(Continued from yesterday.)
For three nights Pal whimpered and Shepherd slept next to him by the fire.
Before long the cold that crept over the mountains and swept along the river from the north showed its bitter and fearsome teeth. It was as if there was anger to it. As if the wilderness was taking displeasure in Shepherd’s presence.
They sat alone by the fire. Pal watching the flames with curiosity and Shepherd reading White Fang by the light of a small lamp. The wind howled through the pines like forlorn souls from the ancient hunting grounds of the north who died in search of their quarry.
Pal became frightened and got to his feet and sat before Shepherd. He pawed at Shepherd’s feet. Shepherd looked at Pal’s worried eyes. Shepherd moved aside the book and Pal sprung into his lap. Shepherd began reading aloud. Pal soon went to sleep.

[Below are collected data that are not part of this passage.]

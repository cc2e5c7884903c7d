//! Metrics collection for observability
//!
//! # Metrics
//!
//! - `stakingd_txs_delivered_total{msg_type}` - Transactions applied
//! - `stakingd_txs_failed_total{msg_type}` - Transactions rejected in deliver
//! - `stakingd_blocks_committed_total` - Committed blocks
//! - `stakingd_bonded_validators` - Size of the bonded set after end block

use prometheus::{Encoder, IntCounter, IntCounterVec, IntGauge, Opts, Registry, TextEncoder};
use std::fmt;
use std::sync::Arc;

/// Metrics collector
#[derive(Clone)]
pub struct Metrics {
    /// Transactions applied, by first message type
    pub txs_delivered: IntCounterVec,

    /// Transactions rejected, by first message type
    pub txs_failed: IntCounterVec,

    /// Committed blocks
    pub blocks_committed: IntCounter,

    /// Bonded validators
    pub bonded_validators: IntGauge,

    /// Prometheus registry
    pub registry: Arc<Registry>,
}

impl Metrics {
    /// Create new metrics collector on a private registry
    pub fn new() -> prometheus::Result<Self> {
        let registry = Arc::new(Registry::new());

        let txs_delivered = IntCounterVec::new(
            Opts::new("stakingd_txs_delivered_total", "Transactions applied"),
            &["msg_type"],
        )?;
        registry.register(Box::new(txs_delivered.clone()))?;

        let txs_failed = IntCounterVec::new(
            Opts::new("stakingd_txs_failed_total", "Transactions rejected in deliver"),
            &["msg_type"],
        )?;
        registry.register(Box::new(txs_failed.clone()))?;

        let blocks_committed =
            IntCounter::new("stakingd_blocks_committed_total", "Committed blocks")?;
        registry.register(Box::new(blocks_committed.clone()))?;

        let bonded_validators = IntGauge::new("stakingd_bonded_validators", "Bonded validators")?;
        registry.register(Box::new(bonded_validators.clone()))?;

        Ok(Self {
            txs_delivered,
            txs_failed,
            blocks_committed,
            bonded_validators,
            registry,
        })
    }

    /// Record a delivered transaction
    pub fn record_tx(&self, msg_type: &str, ok: bool) {
        let counter = if ok {
            &self.txs_delivered
        } else {
            &self.txs_failed
        };
        counter.with_label_values(&[msg_type]).inc();
    }

    /// Prometheus text exposition
    pub fn gather_text(&self) -> String {
        let mut buffer = Vec::new();
        let encoder = TextEncoder::new();
        if let Err(e) = encoder.encode(&self.registry.gather(), &mut buffer) {
            tracing::warn!(error = %e, "Failed to encode metrics");
            return String::new();
        }
        String::from_utf8(buffer).unwrap_or_default()
    }
}

impl fmt::Debug for Metrics {
    fn fmt(&self, f: &mut fmt::Formatter<'_>) -> fmt::Result {
        f.debug_struct("Metrics").finish_non_exhaustive()
    }
}

#[cfg(test)]
mod tests {
    use super::*;

    #[test]
    fn test_metrics_creation() {
        // Private registries, so two collectors never collide
        let first = Metrics::new().unwrap();
        let second = Metrics::new().unwrap();

        first.record_tx("delegate", true);
        first.record_tx("delegate", false);
        first.blocks_committed.inc();
        assert_eq!(
            first.txs_delivered.with_label_values(&["delegate"]).get(),
            1
        );
        assert_eq!(second.blocks_committed.get(), 0);

        let text = first.gather_text();
        assert!(text.contains("stakingd_txs_failed_total{msg_type=\"delegate\"} 1"));
        assert!(text.contains("stakingd_blocks_committed_total 1"));
    }
}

The night was eerie in every respect. The cabin creaked and snapped as if prodded by the unseen. There were strange sounds whether real of imaginary; Shepherd did not know.

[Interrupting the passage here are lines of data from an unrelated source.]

//! Messages accepted by the application

use crate::{Error, Result};
use dao::DaoMsg;
use staking_core::codec::Registry;
use staking_core::{AccAddress, Msg, StakingMsg};

/// Any message the application can decode
#[derive(Debug, Clone, PartialEq, Eq)]
pub enum AppMsg {
    /// Staking message
    Staking(StakingMsg),
    /// Governance message
    Dao(DaoMsg),
}

impl From<StakingMsg> for AppMsg {
    fn from(msg: StakingMsg) -> Self {
        AppMsg::Staking(msg)
    }
}

impl From<DaoMsg> for AppMsg {
    fn from(msg: DaoMsg) -> Self {
        AppMsg::Dao(msg)
    }
}

impl AppMsg {
    /// Registered codec name
    pub fn type_name(&self) -> &'static str {
        match self {
            AppMsg::Staking(m) => m.type_name(),
            AppMsg::Dao(m) => m.type_name(),
        }
    }
}

impl Msg for AppMsg {
    type Error = Error;

    fn route(&self) -> &'static str {
        match self {
            AppMsg::Staking(m) => m.route(),
            AppMsg::Dao(m) => m.route(),
        }
    }

    fn msg_type(&self) -> &'static str {
        match self {
            AppMsg::Staking(m) => m.msg_type(),
            AppMsg::Dao(m) => m.msg_type(),
        }
    }

    fn signers(&self) -> Vec<AccAddress> {
        match self {
            AppMsg::Staking(m) => m.signers(),
            AppMsg::Dao(m) => m.signers(),
        }
    }

    fn sign_bytes(&self) -> Result<Vec<u8>> {
        match self {
            AppMsg::Staking(m) => Ok(m.sign_bytes()?),
            AppMsg::Dao(m) => Ok(m.sign_bytes()?),
        }
    }

    fn validate_basic(&self) -> Result<()> {
        match self {
            AppMsg::Staking(m) => Ok(m.validate_basic()?),
            AppMsg::Dao(m) => Ok(m.validate_basic()?),
        }
    }
}

/// Registry of every message the application decodes
pub fn registry() -> Result<Registry<AppMsg>> {
    let mut registry = Registry::new();
    staking_core::msg::register_msgs(&mut registry)?;
    dao::register_codec(&mut registry)?;
    Ok(registry)
}

#[cfg(test)]
mod tests {
    use super::*;

    #[test]
    fn test_registry_names() {
        let registry = registry().unwrap();
        let names: Vec<_> = registry.names().collect();
        assert_eq!(
            names,
            vec![
                "cosmos-sdk/MsgBeginRedelegate",
                "cosmos-sdk/MsgCreateValidator",
                "cosmos-sdk/MsgDelegate",
                "cosmos-sdk/MsgDeposit",
                "cosmos-sdk/MsgEditValidator",
                "cosmos-sdk/MsgIndexDelegate",
                "cosmos-sdk/MsgSubmitProposal",
                "cosmos-sdk/MsgUndelegate",
                "cosmos-sdk/MsgVote",
            ]
        );
    }
}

Pal was still a pup; his powers of perception not fully developed. Shepherd felt Pal tremble. He wondered if his instincts were telling him to be in fear. Could there be a grizzly that had not yet hibernated? Are there wolves in the area?
Shepherd cradled pal in one arm and retrieved the rifle from next to the door. He made certain it was loaded and ready for use.
Thoughts of legendary beast that roamed the north woods crept into his mind.
“It is no wonder the natives conceived of Amarok, a wolf-like creature who fed off hunters foolish enough to hunt on their own. Perhaps he will find a man foolish enough to live on his own,” Shepherd thought, smiled, and said just above a whisper, “But I am not alone. I have Pal.”
One of Pal’s ears lifted.
“What is it you hear?” Shepherd said.
Pal growled low and quiet.
“Stay here, Pal,” Shepherd said sitting him in front of the fire. “Stay.”
Shepherd flipped off the small lamp and went to the window. He peered out trying to see as much as possible. There was nothing but loneliness and cold. Snow sifted across the plain to the front of the cabin. Suddenly something in the distance trudged through the snow coming straight for the cabin.
“Could it be Daniel,” Shepherd thought, “perhaps hunting and can not make it to his home?”
Pal moved anxiously as if he wanted to be with Shepherd.
“Come on, boy,” Shepherd said and Pal dashed to his side immediately. Shepherd reached down petted Pa. “Nobody said this was going to be without fear.” He looked out the window to where he last spotted the mysterious figure moving toward the cabin. It was gone.
Shepherd squinted and scanned the plain. He knelt down next to Pal and rested his hand on his neck. Pal was no longer trembling.
“What was it, Pal?” Shepherd said.
Pal slowly walked over to the fireplace and laid on his crumpled blanket.
Shepherd made coffee and sipped it through the night. Pal slept contently.